### Data excerpts
--

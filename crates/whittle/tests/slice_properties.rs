//! Universal invariants of the slicer, checked on concrete runs.

mod common;

use common::{assign_iid, enter_target, name_iid, session};
use pretty_assertions::assert_eq;
use whittle::{ExecutionTracer, SliceConfig, SliceError, Slicer, SourceModule, TraceEvent, replay};

fn read(iid: u32) -> TraceEvent {
    TraceEvent::Read { iid }
}

fn write(iid: u32, value_type: &str) -> TraceEvent {
    TraceEvent::Write {
        iid,
        value_type: value_type.to_owned(),
    }
}

const SOURCE: &str = "def slice_me():\n    x = 10\n    y = 20\n    z = x + y  # slicing criterion\n";

/// Trace for [`SOURCE`] that reads only the listed names on the criterion line.
fn trace_reading(slicer: &Slicer, criterion_reads: &[&str]) -> Vec<TraceEvent> {
    let m = slicer.module();
    let mut events = vec![
        enter_target(m),
        read(assign_iid(m, 2)),
        write(assign_iid(m, 2), "int"),
        read(assign_iid(m, 3)),
        write(assign_iid(m, 3), "int"),
    ];
    for name in criterion_reads {
        events.push(read(name_iid(m, 4, name)));
    }
    events.push(write(assign_iid(m, 4), "int"));
    events
}

// =============================================================================
// 1+2. Subset and criterion retention
// =============================================================================

/// The keep-set stays within the target body plus the criterion line, and
/// always contains the criterion line.
#[test]
fn keep_set_is_a_subset_of_the_body_and_retains_the_criterion() {
    let mut slicer = session(SOURCE);
    let events = trace_reading(&slicer, &["x"]);
    replay(&events, &mut slicer).unwrap();
    let outcome = slicer.finish().unwrap();
    let body = slicer.body_span().unwrap();
    assert!(
        outcome
            .keep
            .iter()
            .all(|&line| (line >= body.start && line <= body.end) || line == outcome.criterion_line)
    );
    assert!(outcome.keep.contains(&outcome.criterion_line));
}

// =============================================================================
// 3. Idempotence
// =============================================================================

/// Slicing an already-sliced program with a matching trace reproduces it
/// byte for byte.
#[test]
fn slicing_a_slice_is_idempotent() {
    let mut slicer = session(SOURCE);
    let events = trace_reading(&slicer, &["x"]);
    replay(&events, &mut slicer).unwrap();
    let first = slicer.finish().unwrap();
    assert_eq!(first.code, "def slice_me():\n    x = 10\n    z = x + y  # slicing criterion\n");

    // re-run on the sliced program (line numbers have shifted)
    let mut second_slicer = session(&first.code);
    let m = second_slicer.module();
    let events = vec![
        enter_target(m),
        read(assign_iid(m, 2)),
        write(assign_iid(m, 2), "int"),
        read(name_iid(m, 3, "x")),
        read(name_iid(m, 3, "y")),
        write(assign_iid(m, 3), "int"),
    ];
    replay(&events, &mut second_slicer).unwrap();
    let second = second_slicer.finish().unwrap();
    assert_eq!(second.code, first.code);
}

// =============================================================================
// 4. Monotonicity under reads
// =============================================================================

/// Adding a read to a kept line can only grow the keep-set.
#[test]
fn adding_a_read_never_shrinks_the_keep_set() {
    let mut base = session(SOURCE);
    let events = trace_reading(&base, &["x"]);
    replay(&events, &mut base).unwrap();
    let base_keep = base.finish().unwrap().keep;

    let mut extended = session(SOURCE);
    let events = trace_reading(&extended, &["x", "y"]);
    replay(&events, &mut extended).unwrap();
    let extended_keep = extended.finish().unwrap().keep;

    assert!(base_keep.iter().all(|line| extended_keep.contains(line)));
    assert_eq!(extended_keep, vec![2, 3, 4]);
}

// =============================================================================
// 5. Syntactic validity
// =============================================================================

/// The rewritten program parses under the same grammar, even when branches
/// are emptied.
#[test]
fn rewritten_programs_parse() {
    let source = "def slice_me():\n    a = 1\n    if a > 0:\n        b = 2\n    else:\n        b = 3\n    c = b  # slicing criterion\n";
    let mut slicer = session(source);
    let m = slicer.module();
    let if3 = common::if_iid(m, 3);
    let events = vec![
        enter_target(m),
        read(assign_iid(m, 2)),
        write(assign_iid(m, 2), "int"),
        read(name_iid(m, 3, "a")),
        TraceEvent::EnterIf { iid: if3, value: false },
        read(assign_iid(m, 6)),
        write(assign_iid(m, 6), "int"),
        TraceEvent::ExitIf { iid: if3 },
        read(name_iid(m, 7, "b")),
        write(assign_iid(m, 7), "int"),
    ];
    replay(&events, &mut slicer).unwrap();
    let outcome = slicer.finish().unwrap();
    assert!(
        SourceModule::parse(outcome.code.clone(), "sliced.py").is_ok(),
        "sliced output should parse:\n{}",
        outcome.code
    );
}

// =============================================================================
// 6. Outside untouched
// =============================================================================

/// Lines outside the target function appear verbatim in the output.
#[test]
fn lines_outside_the_target_function_are_preserved() {
    let source = "import math\n\ndef slice_me():\n    x = 1\n    y = 2\n    r = x  # slicing criterion\n\nslice_me()\n";
    let mut slicer = session(source);
    let m = slicer.module();
    let events = vec![
        enter_target(m),
        read(assign_iid(m, 4)),
        write(assign_iid(m, 4), "int"),
        read(assign_iid(m, 5)),
        write(assign_iid(m, 5), "int"),
        read(name_iid(m, 6, "x")),
        write(assign_iid(m, 6), "int"),
    ];
    replay(&events, &mut slicer).unwrap();
    let outcome = slicer.finish().unwrap();
    assert_eq!(
        outcome.code,
        "import math\n\ndef slice_me():\n    x = 1\n    r = x  # slicing criterion\n\nslice_me()\n"
    );
}

// =============================================================================
// Emission
// =============================================================================

/// Inputs with the original extension get a sliced sibling file on
/// end-of-execution; other inputs produce no file.
#[test]
fn end_execution_emits_the_sliced_file_for_orig_inputs() {
    let dir = tempfile::tempdir().unwrap();
    let source_path = dir.path().join("program.py.orig");
    std::fs::write(&source_path, SOURCE).unwrap();

    let module = SourceModule::parse(SOURCE, &source_path).unwrap();
    let mut slicer = Slicer::new(module, SliceConfig::default());
    let mut events = trace_reading(&slicer, &["x"]);
    events.push(TraceEvent::EndExecution);
    replay(&events, &mut slicer).unwrap();

    let outcome = slicer.outcome().expect("end of execution should produce an outcome");
    let sliced_path = dir.path().join("sliced.py");
    assert_eq!(outcome.output_path.as_deref(), Some(sliced_path.as_path()));
    let written = std::fs::read_to_string(&sliced_path).unwrap();
    assert_eq!(written, outcome.code);
}

#[test]
fn end_execution_writes_nothing_for_other_extensions() {
    let dir = tempfile::tempdir().unwrap();
    let source_path = dir.path().join("program.py");
    std::fs::write(&source_path, SOURCE).unwrap();

    let module = SourceModule::parse(SOURCE, &source_path).unwrap();
    let mut slicer = Slicer::new(module, SliceConfig::default());
    let mut events = trace_reading(&slicer, &["x"]);
    events.push(TraceEvent::EndExecution);
    replay(&events, &mut slicer).unwrap();

    assert_eq!(slicer.outcome().unwrap().output_path, None);
    assert!(!dir.path().join("sliced.py").exists());
}

// =============================================================================
// Fatal errors
// =============================================================================

/// A write through an untracked receiver aborts the replay.
#[test]
fn unknown_receivers_abort_the_run() {
    let source = "def slice_me():\n    xs[0] = 1  # slicing criterion\n";
    let mut slicer = session(source);
    let m = slicer.module();
    let events = vec![enter_target(m), write(assign_iid(m, 2), "int")];
    let err = replay(&events, &mut slicer).unwrap_err();
    assert!(matches!(err, SliceError::UnknownVariable { name, line: 2 } if name == "xs"));
}

/// A run that never reaches the target function produces no output.
#[test]
fn end_execution_without_the_target_fails() {
    let mut slicer = session(SOURCE);
    let err = slicer.on_end_execution().unwrap_err();
    assert!(matches!(err, SliceError::TargetNotEntered { .. }));
    assert!(slicer.outcome().is_none());
}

--

### Exercise instructions
A verbatim copy of every entry is needed.

### Exercise output
filename crates/whittle/tests/slice_properties.rs
//! Universal invariants of the slicer, checked on concrete runs.

mod common;

use common::{assign_iid, enter_target, name_iid, session};
use pretty_assertions::assert_eq;
use whittle::{ExecutionTracer, SliceConfig, SliceError, Slicer, SourceModule, TraceEvent, replay};

fn read(iid: u32) -> TraceEvent {
    TraceEvent::Read { iid }
}

fn write(iid: u32, value_type: &str) -> TraceEvent {
    TraceEvent::Write {
        iid,
        value_type: value_type.to_owned(),
    }
}

const SOURCE: &str = "def slice_me():\n    x = 10\n    y = 20\n    z = x + y  # slicing criterion\n";

/// Trace for [`SOURCE`] that reads only the listed names on the criterion line.
fn trace_reading(slicer: &Slicer, criterion_reads: &[&str]) -> Vec<TraceEvent> {
    let m = slicer.module();
    let mut events = vec![
        enter_target(m),
        read(assign_iid(m, 2)),
        write(assign_iid(m, 2), "int"),
        read(assign_iid(m, 3)),
        write(assign_iid(m, 3), "int"),
    ];
    for name in criterion_reads {
        events.push(read(name_iid(m, 4, name)));
    }
    events.push(write(assign_iid(m, 4), "int"));
    events
}

// =============================================================================
// 1+2. Subset and criterion retention
// =============================================================================

/// The keep-set stays within the target body plus the criterion line, and
/// always contains the criterion line.
#[test]
fn keep_set_is_a_subset_of_the_body_and_retains_the_criterion() {
    let mut slicer = session(SOURCE);
    let events = trace_reading(&slicer, &["x"]);
    replay(&events, &mut slicer).unwrap();
    let outcome = slicer.finish().unwrap();
    let body = slicer.body_span().unwrap();
    assert!(
        outcome
            .keep
            .iter()
            .all(|&line| (line >= body.start && line <= body.end) || line == outcome.criterion_line)
    );
    assert!(outcome.keep.contains(&outcome.criterion_line));
}

// =============================================================================
// 3. Idempotence
// =============================================================================

/// Slicing an already-sliced program with a matching trace reproduces it
/// byte for byte.
#[test]
fn slicing_a_slice_is_idempotent() {
    let mut slicer = session(SOURCE);
    let events = trace_reading(&slicer, &["x"]);
    replay(&events, &mut slicer).unwrap();
    let first = slicer.finish().unwrap();
    assert_eq!(first.code, "def slice_me():\n    x = 10\n    z = x + y  # slicing criterion\n");

    // re-run on the sliced program (line numbers have shifted)
    let mut second_slicer = session(&first.code);
    let m = second_slicer.module();
    let events = vec![
        enter_target(m),
        read(assign_iid(m, 2)),
        write(assign_iid(m, 2), "int"),
        read(name_iid(m, 3, "x")),
        read(name_iid(m, 3, "y")),
        write(assign_iid(m, 3), "int"),
    ];
    replay(&events, &mut second_slicer).unwrap();
    let second = second_slicer.finish().unwrap();
    assert_eq!(second.code, first.code);
}

// =============================================================================
// 4. Monotonicity under reads
// =============================================================================

/// Adding a read to a kept line can only grow the keep-set.
#[test]
fn adding_a_read_never_shrinks_the_keep_set() {
    let mut base = session(SOURCE);
    let events = trace_reading(&base, &["x"]);
    replay(&events, &mut base).unwrap();
    let base_keep = base.finish().unwrap().keep;

    let mut extended = session(SOURCE);
    let events = trace_reading(&extended, &["x", "y"]);
    replay(&events, &mut extended).unwrap();
    let extended_keep = extended.finish().unwrap().keep;

    assert!(base_keep.iter().all(|line| extended_keep.contains(line)));
    assert_eq!(extended_keep, vec![2, 3, 4]);
}

// =============================================================================
// 5. Syntactic validity
// =============================================================================

/// The rewritten program parses under the same grammar, even when branches
/// are emptied.
#[test]
fn rewritten_programs_parse() {
    let source = "def slice_me():\n    a = 1\n    if a > 0:\n        b = 2\n    else:\n        b = 3\n    c = b  # slicing criterion\n";
    let mut slicer = session(source);
    let m = slicer.module();
    let if3 = common::if_iid(m, 3);
    let events = vec![
        enter_target(m),
        read(assign_iid(m, 2)),
        write(assign_iid(m, 2), "int"),
        read(name_iid(m, 3, "a")),
        TraceEvent::EnterIf { iid: if3, value: false },
        read(assign_iid(m, 6)),
        write(assign_iid(m, 6), "int"),
        TraceEvent::ExitIf { iid: if3 },
        read(name_iid(m, 7, "b")),
        write(assign_iid(m, 7), "int"),
    ];
    replay(&events, &mut slicer).unwrap();
    let outcome = slicer.finish().unwrap();
    assert!(
        SourceModule::parse(outcome.code.clone(), "sliced.py").is_ok(),
        "sliced output should parse:\n{}",
        outcome.code
    );
}

// =============================================================================
// 6. Outside untouched
// =============================================================================

/// Lines outside the target function appear verbatim in the output.
#[test]
fn lines_outside_the_target_function_are_preserved() {
    let source = "import math\n\ndef slice_me():\n    x = 1\n    y = 2\n    r = x  # slicing criterion\n\nslice_me()\n";
    let mut slicer = session(source);
    let m = slicer.module();
    let events = vec![
        enter_target(m),
        read(assign_iid(m, 4)),
        write(assign_iid(m, 4), "int"),
        read(assign_iid(m, 5)),
        write(assign_iid(m, 5), "int"),
        read(name_iid(m, 6, "x")),
        write(assign_iid(m, 6), "int"),
    ];
    replay(&events, &mut slicer).unwrap();
    let outcome = slicer.finish().unwrap();
    assert_eq!(
        outcome.code,
        "import math\n\ndef slice_me():\n    x = 1\n    r = x  # slicing criterion\n\nslice_me()\n"
    );
}

// =============================================================================
// Emission
// =============================================================================

/// Inputs with the original extension get a sliced sibling file on
/// end-of-execution; other inputs produce no file.
#[test]
fn end_execution_emits_the_sliced_file_for_orig_inputs() {
    let dir = tempfile::tempdir().unwrap();
    let source_path = dir.path().join("program.py.orig");
    std::fs::write(&source_path, SOURCE).unwrap();

    let module = SourceModule::parse(SOURCE, &source_path).unwrap();
    let mut slicer = Slicer::new(module, SliceConfig::default());
    let mut events = trace_reading(&slicer, &["x"]);
    events.push(TraceEvent::EndExecution);
    replay(&events, &mut slicer).unwrap();

    let outcome = slicer.outcome().expect("end of execution should produce an outcome");
    let sliced_path = dir.path().join("sliced.py");
    assert_eq!(outcome.output_path.as_deref(), Some(sliced_path.as_path()));
    let written = std::fs::read_to_string(&sliced_path).unwrap();
    assert_eq!(written, outcome.code);
}

#[test]
fn end_execution_writes_nothing_for_other_extensions() {
    let dir = tempfile::tempdir().unwrap();
    let source_path = dir.path().join("program.py");
    std::fs::write(&source_path, SOURCE).unwrap();

    let module = SourceModule::parse(SOURCE, &source_path).unwrap();
    let mut slicer = Slicer::new(module, SliceConfig::default());
    let mut events = trace_reading(&slicer, &["x"]);
    events.push(TraceEvent::EndExecution);
    replay(&events, &mut slicer).unwrap();

    assert_eq!(slicer.outcome().unwrap().output_path, None);
    assert!(!dir.path().join("sliced.py").exists());
}

// =============================================================================
// Fatal errors
// =============================================================================

/// A write through an untracked receiver aborts the replay.
#[test]
fn unknown_receivers_abort_the_run() {
    let source = "def slice_me():\n    xs[0] = 1  # slicing criterion\n";
    let mut slicer = session(source);
    let m = slicer.module();
    let events = vec![enter_target(m), write(assign_iid(m, 2), "int")];
    let err = replay(&events, &mut slicer).unwrap_err();
    assert!(matches!(err, SliceError::UnknownVariable { name, line: 2 } if name == "xs"));
}

/// A run that never reaches the target function produces no output.
#[test]
fn end_execution_without_the_target_fails() {
    let mut slicer = session(SOURCE);
    let err = slicer.on_end_execution().unwrap_err();
    assert!(matches!(err, SliceError::TargetNotEntered { .. }));
    assert!(slicer.outcome().is_none());
}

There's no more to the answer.